O mico da fábrica de fertilizantes – Por Elio Gaspari

Legenda: Obra de R$ 3,1 bilhões começou em 2011 e está parada desde 2014. Foto: Ascom/ MP- MS

Unidade de Fertilizantes Nitrogenados - TRES LAGOAS -Obra de R$ 3,1 bilhões começou em 2011 e está parada desde 2014. Foto Ascom MP- MS

Bolsonaro acha que o problema vem dos índios.

O atual governo é amigo do agronegócio, a Petrobras é administrada como uma empresa, o ministro da Economia é um campeão da iniciativa privada e na cidade de Três Lagoas (MS) há um elefante branco, candidato a fóssil.

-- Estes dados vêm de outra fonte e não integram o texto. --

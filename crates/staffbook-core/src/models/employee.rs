use std::fmt;

use chrono::NaiveDate;
use serde::{Deserialize, Deserializer, Serialize};

/// Server-assigned identifier.
///
/// The remote store hands ids out as strings, but older records carry plain
/// numbers, so both decode. The id is always kept and re-encoded as a string.
#[derive(Debug, Clone, PartialEq, Eq, Hash, PartialOrd, Ord, Serialize)]
#[serde(transparent)]
pub struct EmployeeId(String);

impl EmployeeId {
    pub fn as_str(&self) -> &str {
        &self.0
    }
}

impl fmt::Display for EmployeeId {
    fn fmt(&self, f: &mut fmt::Formatter<'_>) -> fmt::Result {
        f.write_str(&self.0)
    }
}

impl From<&str> for EmployeeId {
    fn from(s: &str) -> Self {
        Self(s.to_string())
    }
}

impl From<String> for EmployeeId {
    fn from(s: String) -> Self {
        Self(s)
    }
}

impl From<u64> for EmployeeId {
    fn from(n: u64) -> Self {
        Self(n.to_string())
    }
}

impl<'de> Deserialize<'de> for EmployeeId {
    fn deserialize<D: Deserializer<'de>>(deserializer: D) -> Result<Self, D::Error> {
        #[derive(Deserialize)]
        #[serde(untagged)]
        enum RawId {
            Text(String),
            Number(serde_json::Number),
        }

        Ok(match RawId::deserialize(deserializer)? {
            RawId::Text(s) => EmployeeId(s),
            RawId::Number(n) => EmployeeId(n.to_string()),
        })
    }
}

#[derive(Debug, Clone, PartialEq, Eq, Hash, Serialize, Deserialize)]
#[serde(from = "String", into = "String")]
pub enum Department {
    Hr,
    It,
    Finance,
    Marketing,
    /// A code this client does not know; displayed as-is.
    Other(String),
}

impl Department {
    pub const ALL: [Department; 4] = [
        Department::Hr,
        Department::It,
        Department::Finance,
        Department::Marketing,
    ];

    pub fn code(&self) -> &str {
        match self {
            Department::Hr => "hr",
            Department::It => "it",
            Department::Finance => "finance",
            Department::Marketing => "marketing",
            Department::Other(code) => code,
        }
    }

    pub fn label(&self) -> &str {
        match self {
            Department::Hr => "Human Resources",
            Department::It => "Information Technology",
            Department::Finance => "Finance",
            Department::Marketing => "Marketing",
            Department::Other(code) => code,
        }
    }
}

impl From<String> for Department {
    fn from(code: String) -> Self {
        match code.as_str() {
            "hr" => Department::Hr,
            "it" => Department::It,
            "finance" => Department::Finance,
            "marketing" => Department::Marketing,
            _ => Department::Other(code),
        }
    }
}

impl From<Department> for String {
    fn from(dept: Department) -> Self {
        match dept {
            Department::Other(code) => code,
            known => known.code().to_string(),
        }
    }
}

#[derive(Debug, Clone, PartialEq, Eq, Hash, Serialize, Deserialize)]
#[serde(from = "String", into = "String")]
pub enum EmployeeType {
    FullTime,
    PartTime,
    Contract,
    Internship,
    Other(String),
}

impl EmployeeType {
    pub const ALL: [EmployeeType; 4] = [
        EmployeeType::FullTime,
        EmployeeType::PartTime,
        EmployeeType::Contract,
        EmployeeType::Internship,
    ];

    pub fn code(&self) -> &str {
        match self {
            EmployeeType::FullTime => "full-time",
            EmployeeType::PartTime => "part-time",
            EmployeeType::Contract => "contract-basis",
            EmployeeType::Internship => "internship",
            EmployeeType::Other(code) => code,
        }
    }

    pub fn label(&self) -> &str {
        match self {
            EmployeeType::FullTime => "Full Time",
            EmployeeType::PartTime => "Part Time",
            EmployeeType::Contract => "Contract",
            EmployeeType::Internship => "Intern",
            EmployeeType::Other(code) => code,
        }
    }
}

impl From<String> for EmployeeType {
    fn from(code: String) -> Self {
        match code.as_str() {
            "full-time" => EmployeeType::FullTime,
            "part-time" => EmployeeType::PartTime,
            "contract-basis" => EmployeeType::Contract,
            "internship" => EmployeeType::Internship,
            _ => EmployeeType::Other(code),
        }
    }
}

impl From<EmployeeType> for String {
    fn from(kind: EmployeeType) -> Self {
        match kind {
            EmployeeType::Other(code) => code,
            known => known.code().to_string(),
        }
    }
}

/// Display text for a performance rating option.
pub fn rating_label(rating: u8) -> &'static str {
    match rating {
        1 => "1 - Poor",
        2 => "2 - Can Do Better",
        3 => "3 - Good",
        4 => "4 - Very Good",
        5 => "5 - Exceeds Expectations",
        _ => "-",
    }
}

#[derive(Debug, Clone, PartialEq, Serialize, Deserialize)]
pub struct Employee {
    #[serde(default, skip_serializing_if = "Option::is_none")]
    pub id: Option<EmployeeId>,
    #[serde(default, deserialize_with = "null_as_empty")]
    pub name: String,
    #[serde(default, deserialize_with = "null_as_empty")]
    pub email: String,
    #[serde(default, deserialize_with = "null_as_empty")]
    pub phone: String,
    #[serde(rename = "departmentId", default, deserialize_with = "non_empty")]
    pub department: Option<Department>,
    #[serde(rename = "employeeType", default, deserialize_with = "non_empty")]
    pub employee_type: Option<EmployeeType>,
    #[serde(rename = "hireDate", default, with = "iso_date")]
    pub hire_date: Option<NaiveDate>,
    #[serde(rename = "birthDate", default, with = "iso_date")]
    pub birth_date: Option<NaiveDate>,
    #[serde(default = "default_active", deserialize_with = "lenient_bool")]
    pub active: bool,
    #[serde(default, deserialize_with = "lenient_int")]
    pub experience: Option<u32>,
    #[serde(rename = "performanceRating", default, deserialize_with = "lenient_int")]
    pub performance_rating: Option<u8>,
    #[serde(default, deserialize_with = "non_empty")]
    pub notes: Option<String>,
}

impl Default for Employee {
    fn default() -> Self {
        Self {
            id: None,
            name: String::new(),
            email: String::new(),
            phone: String::new(),
            department: None,
            employee_type: None,
            hire_date: None,
            birth_date: None,
            active: true,
            experience: None,
            performance_rating: None,
            notes: None,
        }
    }
}

impl Employee {
    /// First character of the name, or `?` for a nameless record.
    pub fn avatar_initial(&self) -> char {
        self.name.trim().chars().next().unwrap_or('?')
    }

    pub fn department_label(&self) -> &str {
        self.department.as_ref().map(Department::label).unwrap_or("-")
    }

    pub fn type_label(&self) -> &str {
        self.employee_type.as_ref().map(EmployeeType::label).unwrap_or("-")
    }

    pub fn status_label(&self) -> &'static str {
        if self.active {
            "Active"
        } else {
            "Inactive"
        }
    }

    /// Copy of the record with the id stripped, for request bodies.
    pub fn without_id(&self) -> Employee {
        Employee {
            id: None,
            ..self.clone()
        }
    }

    /// Same field values, ignoring the id.
    pub fn same_fields(&self, other: &Employee) -> bool {
        self.without_id() == other.without_id()
    }
}

fn default_active() -> bool {
    true
}

/// Text carried by a loosely typed JSON value: numbers and bools keep their
/// literal form, anything else has no text.
fn value_text(value: serde_json::Value) -> Option<String> {
    match value {
        serde_json::Value::String(s) => Some(s),
        serde_json::Value::Number(n) => Some(n.to_string()),
        serde_json::Value::Bool(b) => Some(b.to_string()),
        _ => None,
    }
}

fn null_as_empty<'de, D: Deserializer<'de>>(deserializer: D) -> Result<String, D::Error> {
    Ok(value_text(serde_json::Value::deserialize(deserializer)?).unwrap_or_default())
}

/// Decode a text field, treating `null` and blank strings as absent.
fn non_empty<'de, D, T>(deserializer: D) -> Result<Option<T>, D::Error>
where
    D: Deserializer<'de>,
    T: From<String>,
{
    let raw = value_text(serde_json::Value::deserialize(deserializer)?);
    Ok(raw.filter(|s| !s.trim().is_empty()).map(T::from))
}

fn lenient_bool<'de, D: Deserializer<'de>>(deserializer: D) -> Result<bool, D::Error> {
    Ok(match serde_json::Value::deserialize(deserializer)? {
        serde_json::Value::Bool(b) => b,
        serde_json::Value::String(s) => !s.trim().eq_ignore_ascii_case("false"),
        serde_json::Value::Number(n) => n.as_f64().map(|v| v != 0.0).unwrap_or(true),
        _ => default_active(),
    })
}

/// Integer coercion for numbers sent as numbers or numeric strings.
fn lenient_int<'de, D, T>(deserializer: D) -> Result<Option<T>, D::Error>
where
    D: Deserializer<'de>,
    T: TryFrom<i64>,
{
    let value = match serde_json::Value::deserialize(deserializer)? {
        serde_json::Value::Number(n) => n.as_i64().or_else(|| n.as_f64().map(|f| f.trunc() as i64)),
        serde_json::Value::String(s) => parse_int_prefix(&s),
        _ => None,
    };
    Ok(value.and_then(|v| T::try_from(v).ok()))
}

/// Parse the leading integer of a string: `" 4 stars"` is 4, `"abc"` is nothing.
pub fn parse_int_prefix(s: &str) -> Option<i64> {
    let s = s.trim();
    let (sign, digits) = match s.strip_prefix('-') {
        Some(rest) => (-1, rest),
        None => (1, s.strip_prefix('+').unwrap_or(s)),
    };
    let end = digits
        .char_indices()
        .find(|(_, c)| !c.is_ascii_digit())
        .map(|(i, _)| i)
        .unwrap_or(digits.len());
    digits[..end].parse::<i64>().ok().map(|v| sign * v)
}

/// Parse a calendar date from `YYYY-MM-DD` or the date part of a timestamp.
pub fn parse_date(s: &str) -> Option<NaiveDate> {
    let s = s.trim();
    let head = s.get(..10)?;
    NaiveDate::parse_from_str(head, "%Y-%m-%d").ok()
}

/// `Option<NaiveDate>` as a `YYYY-MM-DD` string or `null`.
pub mod iso_date {
    use chrono::NaiveDate;
    use serde::{Deserialize, Deserializer, Serializer};

    pub const FORMAT: &str = "%Y-%m-%d";

    pub fn serialize<S: Serializer>(date: &Option<NaiveDate>, serializer: S) -> Result<S::Ok, S::Error> {
        match date {
            Some(d) => serializer.collect_str(&d.format(FORMAT)),
            None => serializer.serialize_none(),
        }
    }

    pub fn deserialize<'de, D: Deserializer<'de>>(deserializer: D) -> Result<Option<NaiveDate>, D::Error> {
        Ok(match serde_json::Value::deserialize(deserializer)? {
            serde_json::Value::String(s) => super::parse_date(&s),
            _ => None,
        })
    }
}
/// Overlay state on top of the current view
#[derive(Debug, Clone, PartialEq, Eq)]
pub enum AppState {
    Normal,
    ShowingHelp,
    ConfirmingDelete(EmployeeId),
    ConfirmingQuit,
    Quitting,
}

/// Name column sort, cycled by the user
#[derive(Debug, Clone, Copy, PartialEq, Eq)]
pub enum SortOrder {
    Unsorted,
    Ascending,
    Descending,
}

impl SortOrder {
    pub fn next(&self) -> Self {
        match self {
            SortOrder::Unsorted => SortOrder::Ascending,
            SortOrder::Ascending => SortOrder::Descending,
            SortOrder::Descending => SortOrder::Unsorted,
        }
    }

    pub fn indicator(&self) -> &'static str {
        match self {
            SortOrder::Unsorted => "",
            SortOrder::Ascending => " ▲",
            SortOrder::Descending => " ▼",
        }
    }
}

#[derive(Debug, Clone, Copy, PartialEq, Eq)]
pub enum NotificationLevel {
    Success,
    Error,
}

#[derive(Debug, Clone)]
pub struct Notification {
    pub level: NotificationLevel,
    pub message: String,
    shown_at: Instant,
}

impl Notification {
    fn new(level: NotificationLevel, message: impl Into<String>) -> Self {
        Self {
            level,
            message: message.into(),
            shown_at: Instant::now(),
        }
    }

    fn is_expired(&self) -> bool {
        self.shown_at.elapsed() >= NOTIFICATION_TTL
    }
}

// ============================================================================
// Background Task Results
// ============================================================================

/// Outcome of one remote call, sent back from its spawned task.
/// Every dispatched request produces exactly one of these.
#[derive(Debug)]
pub enum TaskResult {
    Listed(Vec<Employee>),
    /// A record requested for editing (requested id, record)
    Loaded(EmployeeId, Employee),
    LoadFailed(EmployeeId, String),
    Created(Employee),
    Updated(Employee),
    Removed(EmployeeId),
    /// A failed list or mutation, with the message to show
    Failed(String),
}

// ============================================================================
// Main Application Struct
// ============================================================================

pub struct App {
    // Core services
    store: Arc<dyn EmployeeStore>,
    pub cache: CacheManager,

    // UI state
    pub state: AppState,
    pub view: ViewState,
    pub form: FormState,
    pub form_focus: Field,
    pub selection: usize,
    pub name_sort: SortOrder,
    pub notification: Option<Notification>,

    // Data
    pub employees: Vec<Employee>,
    pub last_action: Option<LastAction>,
    pub employees_cached_at: Option<DateTime<Utc>>,

    /// Requests dispatched but not yet answered
    pub pending_requests: usize,

    // Background task channel
    task_tx: mpsc::Sender<TaskResult>,
    task_rx: mpsc::Receiver<TaskResult>,
}
//! Editable form state for one employee record.
//!
//! Every field has an explicit typed slot in [`FormState`]. Input goes in
//! through setters, and [`FormState::submit`] reads all slots at once,
//! validates them, and returns either a record ready to send or a per-field
//! error map. Nothing is sent anywhere from here.

use std::collections::BTreeMap;

use chrono::NaiveDate;
use validator::Validate;

use crate::models::{iso_date, parse_date, rating_label, Department, Employee, EmployeeType};

/// Per-field validation messages, in form order.
pub type FieldErrors = BTreeMap<Field, String>;

const MAX_NAME_LENGTH: usize = 100;
const MAX_EMAIL_LENGTH: usize = 254;
const MAX_PHONE_LENGTH: usize = 32;
const MAX_DATE_LENGTH: usize = 10;
const MAX_EXPERIENCE_LENGTH: usize = 2;
const MAX_NOTES_LENGTH: usize = 500;

const INVALID_DATE_MESSAGE: &str = "Please enter a valid date (YYYY-MM-DD)";
const INVALID_EXPERIENCE_MESSAGE: &str = "Experience must be between 0 and 50";

#[derive(Debug, Clone, Copy, PartialEq, Eq, PartialOrd, Ord, Hash)]
pub enum Field {
    Name,
    Email,
    Phone,
    Department,
    HireDate,
    BirthDate,
    Active,
    EmployeeType,
    Experience,
    PerformanceRating,
    Notes,
}

/// How a field is edited.
#[derive(Debug, Clone, Copy, PartialEq, Eq)]
pub enum FieldKind {
    Text,
    Date,
    Number,
    Choice,
    Toggle,
}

Com nome de vírus, é a UFN3, ou Unidade de Fertilizantes Nitrogenados, projetada pela Petrobras para produzir ureia e amônia suficientes para reduzir o gargalo das importações. Sua história completou 12 anos e retrata a bagunça da administração pública nacional, onde todos têm razão mas produzem maluquices.

As obras da UFN3, em terreno doado à prefeitura, começaram em 2011, a cargo da empreiteira Queiroz Galvão e de um consórcio chinês. A obra chegou a ter 7.000 trabalhadores, mas os seus responsáveis começaram a calotear fornecedores e operários, provocando greves e até mesmo desordens. Em 2014 a Petrobras rescindiu o contrato com os empreiteiros e a obra parou, com 83% do serviço já concluído. Àquela altura, a UFN3 já havia consumido cerca de R$ 3 bilhões.

Passaram-se três anos e, em 2017, a Petrobras anunciou que venderia a fábrica. Faltou combinar com o Supremo Tribunal Federal e, no ano seguinte, o ministro Ricardo Lewandowski bloqueou o feirão das privatizações da petroleira. Em 2019 esse bloqueio foi levantado e começou a caça a um comprador, com uma novidade: a Petrobras anunciou que sairia do mercado de fertilizantes.

Quem quiser conhecer esse assunto saberá que todas as partes tomaram as decisões certas e que todos tiveram suas razões, mas a fábrica continuará lá, 84% concluída e inoperante.

Apenas por curiosidade, o general Silva e Luna poderia mandar uma equipe de arqueólogos para pesquisar o caso da UFN3 para responder a algumas perguntas óbvias.

Por que não aparece comprador?

O preço está alto? Como ensinou o Conde Francisco Matarazzo, preço de mercado é o que o freguês quer pagar.

Quando a Petrobras resolveu sair do mercado de fertilizantes e vender a UFN3 usou a linda palavra "desinvestimento" para justificar sua política. No entanto, desinvestir é uma coisa, fabricar micos é outra.

Com sua paixão por afirmações apocalípticas e pela transferência de responsabilidades, o presidente Bolsonaro disse em novembro que "o governo está se virando atrás de fertilizantes" para evitar uma crise de abastecimento e emendou:

"O que é pior disso tudo, né: nós temos aqui potencial para isso tudo, mas o potássio que está lá na foz no rio Amazonas, aquela grande área está demarcada como terra indígena."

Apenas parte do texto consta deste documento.